What the task asks: What's wanted is the full listing, reproduced exactly.

Data segment:
-*-*-

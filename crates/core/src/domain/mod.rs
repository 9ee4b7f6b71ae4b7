pub mod candidate;
pub mod outreach;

-*-*-

Answer to this exercise:
filename crates/core/src/domain/mod.rs
repository 9ee4b7f6b71ae4b7
pub mod candidate;
pub mod outreach;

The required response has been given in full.